De la bande dessinée à l’archéologie
Le récit biographique d’un auteur peut être purement informatif, parfois même un simple passage obligé. Le récit de l’enfance et de la jeunesse Thomas Lavachery, lui, contient déjà les germes de nombreux éléments de son œuvre. Né en 1966 à Bruxelles d’une mère dessinatrice et d’un père pédagogue, il a une sœur adoptive, originaire de Corée. Ils vivent entourés d’une joyeuse foule d’animaux : chiens, chats, lapins, chèvres, tritons, tortues ou singes, qui fascinent le jeune Thomas. Plus tard, ses livres seront toujours pleins d’animaux, dont il fait des personnages à part entière.
L’attitude encourageante de ses parents face à ses premières œuvres d’enfance est d’une importance capitale dans le chemin qu’il se choisira, de même que les romans que sa mère lui lit à haute voix (comme Le merveilleux voyage de Nils Holgersson à travers la Suède, de Selma Lagerlöf, qui est resté un souvenir marquant et l’inspirera pour écrire Tor et les gnomes). Mais la première passion de Thomas Lavachery est la bande dessinée, et ses héros d’enfance s’appellent Peyo, Franquin, Jijé ou Tillieux. Il apprend le dessin en allant montrer ses premières planches à Albert Blesteau et Daniel Kox, des illustrateurs habitant dans son quartier et, à dix-huit ans, voit son travail publié dans le journal Tintin. À la même époque, il découvre la littérature et se rêve soudain romancier. Mais ce n’est que bien plus tard, à trente-six ans, que son premier roman sera publié.
Entretemps, il entreprend des études d’histoire de l’art, dans la section « Civilisations non européennes » à l’Université Libre de Bruxelles, suivant en cela les traces d’Henri Lavachery, son grand-père, qui était archéologue et conservateur aux Musées royaux d’Art et d’Histoire de Bruxelles, et qui partit en expédition sur l’île de Pâques en 1934. En 2002, Thomas Lavachery lui consacre un film documentaire, L’homme de Pâques, qui met en avant le travail scientifique de son grand-père et sa relation avec les habitants de l’île.

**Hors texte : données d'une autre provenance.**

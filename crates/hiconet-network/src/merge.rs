//! Merging the networks of several society pairs into one ranked list.

use hiconet_community::CommunityId;

use crate::AssociationNetwork;

pub const DEFAULT_ALPHA: f64 = 0.05;
pub const DEFAULT_MIN_TOP: usize = 10;

/// An edge tagged with the name of the network it came from.
#[derive(Debug, Clone, PartialEq, serde::Serialize)]
pub struct RankedEdge {
    pub network: String,
    pub community1: CommunityId,
    pub community2: CommunityId,
    pub score: f64,
    pub p_value: f64,
}

/// Named association networks, one per society pair.
#[derive(Debug, Clone, Default)]
pub struct NetworkCollection {
    networks: Vec<(String, AssociationNetwork)>,
}

impl NetworkCollection {
    #[must_use]
    pub fn new() -> Self {
        Self::default()
    }

    /// Adds a network under `name`, replacing any network of the same name.
    pub fn insert(&mut self, name: impl Into<String>, network: AssociationNetwork) {
        let name = name.into();
        match self.networks.iter_mut().find(|(n, _)| *n == name) {
            Some((_, slot)) => *slot = network,
            None => self.networks.push((name, network)),
        }
    }

    #[must_use]
    pub fn get(&self, name: &str) -> Option<&AssociationNetwork> {
        self.networks
            .iter()
            .find(|(n, _)| n == name)
            .map(|(_, network)| network)
    }

    #[must_use]
    pub fn len(&self) -> usize {
        self.networks.len()
    }

    #[must_use]
    pub fn is_empty(&self) -> bool {
        self.networks.is_empty()
    }

    pub fn iter(&self) -> impl Iterator<Item = (&str, &AssociationNetwork)> {
        self.networks.iter().map(|(name, network)| (name.as_str(), network))
    }

    /// Every edge of every network, highest score first.
    ///
    /// Equal scores keep insertion order.
    #[must_use]
    pub fn ranked_edges(&self) -> Vec<RankedEdge> {
        let mut edges = self
            .networks
            .iter()
            .flat_map(|(name, network)| {
                network.edges.iter().map(|edge| RankedEdge {
                    network: name.clone(),
                    community1: edge.community1,
                    community2: edge.community2,
                    score: edge.score,
                    p_value: edge.p_value,
                })
            })
            .collect::<Vec<_>>();
        edges.sort_by(|a, b| b.score.total_cmp(&a.score));
        edges
    }

    /// The significant positive edges (`p < alpha`, `score > 0`) in rank order.
    ///
    /// When fewer than `min_top` edges qualify, the first `min_top` ranked
    /// edges are returned instead, significant or not.
    ///
    /// ```
    /// use hiconet_community::CommunityId;
    /// use hiconet_network::{AssociationEdge, AssociationNetwork, NetworkCollection};
    ///
    /// let edge = |score, p_value| AssociationEdge {
    ///     community1: CommunityId(0),
    ///     community2: CommunityId(1),
    ///     score,
    ///     p_value,
    /// };
    /// let mut collection = NetworkCollection::new();
    /// collection.insert(
    ///     "genes_d0_antibody_d28",
    ///     AssociationNetwork { edges: vec![edge(0.9, 0.01), edge(0.4, 0.3)], skipped: vec![] },
    /// );
    /// assert_eq!(collection.top_edges(0.05, 1).len(), 1);
    /// assert_eq!(collection.top_edges(0.05, 10).len(), 2);
    /// ```
    #[must_use]
    pub fn top_edges(&self, alpha: f64, min_top: usize) -> Vec<RankedEdge> {
        let ranked = self.ranked_edges();
        let significant = ranked
            .iter()
            .filter(|edge| edge.p_value < alpha && edge.score > 0.0)
            .cloned()
            .collect::<Vec<_>>();
        if significant.len() < min_top {
            ranked.into_iter().take(min_top).collect()
        } else {
            significant
        }
    }
}

#[cfg(test)]
mod tests {
    use super::*;
    use crate::AssociationEdge;

    fn network(edges: &[(u32, u32, f64, f64)]) -> AssociationNetwork {
        AssociationNetwork {
            edges: edges
                .iter()
                .map(|&(c1, c2, score, p_value)| AssociationEdge {
                    community1: CommunityId(c1),
                    community2: CommunityId(c2),
                    score,
                    p_value,
                })
                .collect(),
            skipped: Vec::new(),
        }
    }

    #[test]
    fn test_ranked_across_networks() {
        let mut collection = NetworkCollection::new();
        collection.insert("a", network(&[(0, 0, 0.5, 0.2), (1, 0, 0.2, 0.6)]));
        collection.insert("b", network(&[(2, 3, 0.7, 0.01)]));
        let ranked = collection.ranked_edges();
        let order = ranked
            .iter()
            .map(|e| (e.network.as_str(), e.score))
            .collect::<Vec<_>>();
        assert_eq!(order, vec![("b", 0.7), ("a", 0.5), ("a", 0.2)]);
    }

    #[test]
    fn test_top_edges_prefers_significant_set() {
        let mut collection = NetworkCollection::new();
        let edges = (0..12)
            .map(|i| (i, 0, 0.9 - f64::from(i) * 0.01, 0.001))
            .chain([(20, 0, 0.95, 0.5), (21, 0, -0.1, 0.001)])
            .collect::<Vec<_>>();
        collection.insert("pair", network(&edges));
        let top = collection.top_edges(DEFAULT_ALPHA, DEFAULT_MIN_TOP);
        assert_eq!(top.len(), 12);
        assert!(top.iter().all(|e| e.p_value < DEFAULT_ALPHA && e.score > 0.0));
    }

    #[test]
    fn test_top_edges_falls_back_to_ranking() {
        let mut collection = NetworkCollection::new();
        collection.insert("pair", network(&[(0, 0, 0.3, 0.5), (1, 1, 0.6, 0.01)]));
        let top = collection.top_edges(DEFAULT_ALPHA, DEFAULT_MIN_TOP);
        assert_eq!(top.len(), 2);
        assert_eq!(top[0].score, 0.6);
    }

    #[test]
    fn test_insert_replaces_by_name() {
        let mut collection = NetworkCollection::new();
        collection.insert("pair", network(&[(0, 0, 0.3, 0.5)]));
        collection.insert("pair", AssociationNetwork::default());
        assert_eq!(collection.len(), 1);
        assert!(collection.get("pair").is_some_and(AssociationNetwork::is_empty));
    }
}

Après un passage par la réalisation de films documentaires et un travail de conseiller littéraire et script doctor dans une maison de production de films, Thomas Lavachery se met enfin à la rédaction du roman qu’il rêvait d’écrire depuis dix-huit ans.
Genèse d’une saga

Le bureau de Thomas Lavachery (c) Thomas Lavachery
Thomas Lavachery est connu – et reconnu – avant tout grâce à sa série à succès Bjorn, une saga qui s’étend sur huit tomes, publiés à L’école des loisirs et vendus à près de cent cinquante mille exemplaires. En 2004, le premier tome, Bjorn le Morphir, fait immédiatement parler de lui. Le lecteur y suit les péripéties d’un jeune viking dans le Fizzland (pays nordique inventé par l’auteur). Cet hiver-là, les habitants sont en proie à une neige maléfique qui les cloître dans leurs demeures pour plusieurs mois. Bjorn, un jeune garçon peureux et faible, survit en huis-clos avec les siens et se métamorphosera en guerrier lorsqu’il sera confronté à l’adversité. Le roman conquiert aussitôt un lectorat qui attend impatiemment le deuxième tome, Bjorn aux Enfers I, puis tous ceux qui suivront. De livre en livre, les aventures de ce jeune et vaillant viking l’amèneront au cœur de la Terre, puis, dans Bjorn aux armées, au cœur de la guerre. En 2015 sort Ramulf, un roman qui se situe dans le même univers.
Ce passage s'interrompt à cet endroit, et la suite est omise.